Stored data entries

pub mod connection;
pub mod fixtures;
pub mod migrations;
pub mod repositories;

pub use connection::{connect, connect_with_settings, DbPool};
pub use fixtures::{SeedCatalog, SeedReport};
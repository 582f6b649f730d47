mod api;
mod bootstrap;
mod catalog;
mod health;
mod pdf;
mod quotes;
mod templates;
mod workspace;

use std::time::Duration;

use anyhow::Result;
use axum::Router;
use devis_core::config::{AppConfig, LoadOptions};

use crate::api::AppState;

fn init_logging(config: &AppConfig) {
    use devis_core::config::LogFormat::*;
    use tracing::Level;

    let log_level = config.logging.level.parse::<Level>().unwrap_or(Level::INFO);

    match config.logging.format {
        Compact => {
            tracing_subscriber::fmt().with_target(false).with_max_level(log_level).compact().init();
        }
        Pretty => {
            tracing_subscriber::fmt().with_target(false).with_max_level(log_level).pretty().init();
        }
        Json => {
            tracing_subscriber::fmt().with_target(false).with_max_level(log_level).json().init();
        }
    }
}

#[tokio::main]
async fn main() -> Result<()> {
    run().await
}

pub async fn run() -> Result<()> {
    // Load config and initialize logging before any other operations
    let config = AppConfig::load(LoadOptions::default())?;
    init_logging(&config);

    let app = bootstrap::bootstrap_with_config(config).await?;

    health::spawn(
        &app.config.server.bind_address,
        app.config.server.health_check_port,
        app.db_pool.clone(),
    )
    .await?;

    let state = AppState::new(app.db_pool.clone(), &app.config);
    let router = api_router(state);

    let address = format!("{}:{}", app.config.server.bind_address, app.config.server.port);
    let listener = tokio::net::TcpListener::bind(&address).await?;
    tracing::info!(
        event_name = "system.server.started",
        bind_address = %address,
        "devis-server started"
    );

    let (shutdown_tx, mut shutdown_rx) = tokio::sync::watch::channel(false);
    tokio::spawn(async move {
        let _ = tokio::signal::ctrl_c().await;
        let _ = shutdown_tx.send(true);
    });

    let mut drain_rx = shutdown_rx.clone();
    let server = axum::serve(listener, router).with_graceful_shutdown(async move {
        let _ = drain_rx.changed().await;
    });

    let grace = Duration::from_secs(app.config.server.graceful_shutdown_secs);
    tokio::select! {
        result = server => result?,
        _ = async {
            let _ = shutdown_rx.changed().await;
            tokio::time::sleep(grace).await;
        } => {
            tracing::warn!(
                event_name = "system.server.drain_timeout",
                grace_secs = grace.as_secs(),
                "open connections did not drain in time, shutting down anyway"
            );
        }
    }

    tracing::info!(event_name = "system.server.stopping", "devis-server stopping");
    app.db_pool.close().await;

    Ok(())
}

fn api_router(state: AppState) -> Router {
    Router::new()
        .merge(catalog::router(state.clone()))
        .merge(templates::router(state.clone()))
        .merge(quotes::router(state))
}

#[cfg(test)]
mod tests {
    use axum::body::Body;
    use axum::http::{header, Request, StatusCode};
    use tower::util::ServiceExt;

    use crate::api::AppState;
    use crate::api_router;

    #[tokio::test]
    async fn routes_dispatch_to_catalog_templates_and_quotes() {
        let router = api_router(AppState::in_memory());

        for path in ["/api/materials", "/api/labor", "/api/templates", "/api/quotes"] {
            let response = router
                .clone()
                .oneshot(Request::builder().uri(path).body(Body::empty()).unwrap())
                .await
                .unwrap();
            assert_eq!(response.status(), StatusCode::OK, "GET {path}");
        }
    }

    #[tokio::test]
    async fn quote_creation_and_send_flow_over_http() {
        let router = api_router(AppState::in_memory());

        let response = router
            .clone()
            .oneshot(
                Request::builder()
                    .method("POST")
                    .uri("/api/quotes")
                    .header(header::CONTENT_TYPE, "application/json")
                    .body(Body::from(r#"{"client_name":"Marie Dupont"}"#))
                    .unwrap(),
            )
            .await
            .unwrap();
        assert_eq!(response.status(), StatusCode::CREATED);

        let bytes = axum::body::to_bytes(response.into_body(), usize::MAX).await.unwrap();
        let created: serde_json::Value = serde_json::from_slice(&bytes).unwrap();
        assert_eq!(created["synced"], serde_json::Value::Bool(true));
        let id = created["id"].as_str().unwrap().to_string();

        let response = router
            .clone()
            .oneshot(
                Request::builder()
                    .method("POST")
                    .uri(format!("/api/quotes/{id}/send"))
                    .body(Body::empty())
                    .unwrap(),
            )
            .await
            .unwrap();
        assert_eq!(response.status(), StatusCode::OK);

        let bytes = axum::body::to_bytes(response.into_body(), usize::MAX).await.unwrap();
        let sent: serde_json::Value = serde_json::from_slice(&bytes).unwrap();
        assert_eq!(sent["status"], serde_json::Value::String("sent".to_string()));
    }

    #[tokio::test]
    async fn unknown_routes_are_not_found() {
        let router = api_router(AppState::in_memory());
        let response = router
            .oneshot(Request::builder().uri("/api/nope").body(Body::empty()).unwrap())
            .await
            .unwrap();
        assert_eq!(response.status(), StatusCode::NOT_FOUND);
    }
}
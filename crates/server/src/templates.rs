//! Quote template endpoints.
//!
//! System templates ship with the seed catalog and cannot be deleted;
//! user templates are created from scratch here or captured from an
//! existing quote via the quote routes.

use axum::{
    extract::{Path, State},
    http::StatusCode,
    response::Json,
    routing::{delete, get},
    Router,
};
use devis_core::{QuoteSection, Template, TemplateId};
use serde::Deserialize;

use crate::api::{not_found, persistence_error, ApiError, AppState};

pub fn router(state: AppState) -> Router {
    Router::new()
        .route("/api/templates", get(list_templates).post(create_template))
        .route("/api/templates/{id}", delete(delete_template))
        .with_state(state)
}

#[derive(Debug, Deserialize)]
pub struct CreateTemplateRequest {
    pub name: String,
    #[serde(default)]
    pub sections: Vec<QuoteSection>,
}

pub async fn list_templates(
    State(state): State<AppState>,
) -> Result<Json<Vec<Template>>, ApiError> {
    let templates = state.templates.list().await.map_err(persistence_error)?;
    Ok(Json(templates))
}

pub async fn create_template(
    State(state): State<AppState>,
    Json(request): Json<CreateTemplateRequest>,
) -> Result<(StatusCode, Json<Template>), ApiError> {
    let template = Template::from_sections(request.name, &request.sections)?;
    state.templates.save(template.clone()).await.map_err(persistence_error)?;
    Ok((StatusCode::CREATED, Json(template)))
}

pub async fn delete_template(
    State(state): State<AppState>,
    Path(id): Path<String>,
) -> Result<StatusCode, ApiError> {
    let id = TemplateId(id);
    let template = state
        .templates
        .find_by_id(&id)
        .await
        .map_err(persistence_error)?
        .ok_or_else(|| not_found("template", &id.0))?;
    template.ensure_mutable()?;

    let deleted = state.templates.delete(&id).await.map_err(persistence_error)?;
    if !deleted {
        return Err(not_found("template", &id.0));
    }
    Ok(StatusCode::NO_CONTENT)
}

#[cfg(test)]
mod tests {
    use axum::extract::{Path, State};
    use axum::http::StatusCode;
    use axum::response::IntoResponse;
    use axum::Json;
    use devis_core::{QuoteItem, QuoteSection, Template, TemplateId};
    use rust_decimal_macros::dec;

    use super::{create_template, delete_template, list_templates, CreateTemplateRequest};
    use crate::api::AppState;

    fn section() -> QuoteSection {
        let mut section = QuoteSection::new("Cuisine".to_string());
        section.items.push(QuoteItem::manual(
            "Peinture murs".to_string(),
            "m2".to_string(),
            dec!(20),
            dec!(12),
        ));
        section
    }

    #[tokio::test]
    async fn created_template_is_a_user_template_with_fresh_ids() {
        let state = AppState::in_memory();
        let source = section();

        let (status, Json(template)) = create_template(
            State(state.clone()),
            Json(CreateTemplateRequest {
                name: "Cuisine standard".to_string(),
                sections: vec![source.clone()],
            }),
        )
        .await
        .unwrap();

        assert_eq!(status, StatusCode::CREATED);
        assert!(!template.is_system_template);
        assert_ne!(template.sections[0].id, source.id);
        assert_ne!(template.sections[0].items[0].id, source.items[0].id);

        let Json(listed) = list_templates(State(state)).await.unwrap();
        assert_eq!(listed.len(), 1);
    }

    #[tokio::test]
    async fn blank_template_name_is_rejected() {
        let state = AppState::in_memory();
        let result = create_template(
            State(state),
            Json(CreateTemplateRequest { name: "  ".to_string(), sections: vec![section()] }),
        )
        .await;
        assert!(result.is_err());
    }

    #[tokio::test]
    async fn system_templates_cannot_be_deleted() {
        let state = AppState::in_memory();
        let mut template = Template::from_sections("Salle de bain".to_string(), &[section()])
            .unwrap();
        template.is_system_template = true;
        state.templates.save(template.clone()).await.unwrap();

        let error = delete_template(State(state.clone()), Path(template.id.0.clone()))
            .await
            .unwrap_err();
        assert_eq!(error.into_response().status(), StatusCode::FORBIDDEN);

        let found = state.templates.find_by_id(&template.id).await.unwrap();
        assert!(found.is_some());
    }

    #[tokio::test]
    async fn user_templates_can_be_deleted() {
        let state = AppState::in_memory();
        let template =
            Template::from_sections("Cuisine".to_string(), &[section()]).unwrap();
        state.templates.save(template.clone()).await.unwrap();

        let status =
            delete_template(State(state.clone()), Path(template.id.0.clone())).await.unwrap();
        assert_eq!(status, StatusCode::NO_CONTENT);

        let found = state.templates.find_by_id(&TemplateId(template.id.0)).await.unwrap();
        assert!(found.is_none());
    }

    #[tokio::test]
    async fn deleting_missing_template_is_not_found() {
        let state = AppState::in_memory();
        let error =
            delete_template(State(state), Path("nope".to_string())).await.unwrap_err();
        assert_eq!(error.into_response().status(), StatusCode::NOT_FOUND);
    }
}
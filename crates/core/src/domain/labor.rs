use rust_decimal::Decimal;
use serde::{Deserialize, Serialize};

use crate::domain::{fresh_id, non_blank, non_negative};
use crate::errors::DomainError;

#[derive(Clone, Debug, PartialEq, Eq, Hash, Serialize, Deserialize)]
pub struct LaborId(pub String);

/// Market a labor rate is priced for. Luxembourg and Portugal rates differ
/// enough that each labor entry carries both.
#[derive(Clone, Copy, Debug, PartialEq, Eq, Serialize, Deserialize)]
#[serde(rename_all = "snake_case")]
pub enum Market {
    Luxembourg,
    Portugal,
}

#[derive(Clone, Debug, PartialEq, Serialize, Deserialize)]
pub struct Labor {
    pub id: LaborId,
    pub name: String,
    pub trade: String,
    pub unit: String,
    pub price_lux: Decimal,
    pub price_pt: Decimal,
}

impl Labor {
    pub fn rate_for(&self, market: Market) -> Decimal {
        match market {
            Market::Luxembourg => self.price_lux,
            Market::Portugal => self.price_pt,
        }
    }
}

#[derive(Clone, Debug, PartialEq, Serialize, Deserialize)]
pub struct LaborDraft {
    pub name: String,
    pub trade: String,
    pub unit: String,
    pub price_lux: Decimal,
    pub price_pt: Decimal,
}

impl LaborDraft {
    pub fn validate(&self) -> Result<(), DomainError> {
        non_blank("name", &self.name)?;
        non_blank("trade", &self.trade)?;
        non_blank("unit", &self.unit)?;
        non_negative("price_lux", self.price_lux)?;
        non_negative("price_pt", self.price_pt)?;
        Ok(())
    }

    pub fn build(self) -> Result<Labor, DomainError> {
        self.validate()?;
        Ok(Labor {
            id: LaborId(fresh_id()),
            name: self.name,
            trade: self.trade,
            unit: self.unit,
            price_lux: self.price_lux,
            price_pt: self.price_pt,
        })
    }

    pub fn apply_to(self, labor: &mut Labor) -> Result<(), DomainError> {
        self.validate()?;
        labor.name = self.name;
        labor.trade = self.trade;
        labor.unit = self.unit;
        labor.price_lux = self.price_lux;
        labor.price_pt = self.price_pt;
        Ok(())
    }
}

**Exercise instructions:** Every line above that has the string "filename" needs to be copied.

**Solution for this problem:**
filename crates/server/src/templates.rs
filename crates/core/src/domain/labor.rs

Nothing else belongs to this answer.